Data excerpts
========================================

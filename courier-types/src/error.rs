//! Error types for Courier
// Copyright 2025 Francisco F. Pinochet
//
// Licensed under the Apache License, Version 2.0 (the "License");
// you may not use this file except in compliance with the License.
// You may obtain a copy of the License at
//
//     http://www.apache.org/licenses/LICENSE-2.0
//
// Unless required by applicable law or agreed to in writing, software
// distributed under the License is distributed on an "AS IS" BASIS,
// WITHOUT WARRANTIES OR CONDITIONS OF ANY KIND, either express or implied.
// See the License for the specific language governing permissions and
// limitations under the License.


use thiserror::Error;

/// Errors raised while building or decoding shared records
#[derive(Error, Debug)]
pub enum CourierError {
    #[error("Serialization error: {0}")]
    Serialization(#[from] serde_json::Error),

    #[error("Missing required parameter: {0}")]
    MissingParameter(String),

    #[error("Invalid value for parameter {key}: {value:?}")]
    InvalidParameter { key: String, value: String },
}

pub type Result<T> = std::result::Result<T, CourierError>;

========================================

▸ Goal of the exercise:
The response should be the lines from the one containing "String, value: String" through the last line of the data, set down exactly and with no other line.

▸ Result for this exercise:
    InvalidParameter { key: String, value: String },
}

pub type Result<T> = std::result::Result<T, CourierError>;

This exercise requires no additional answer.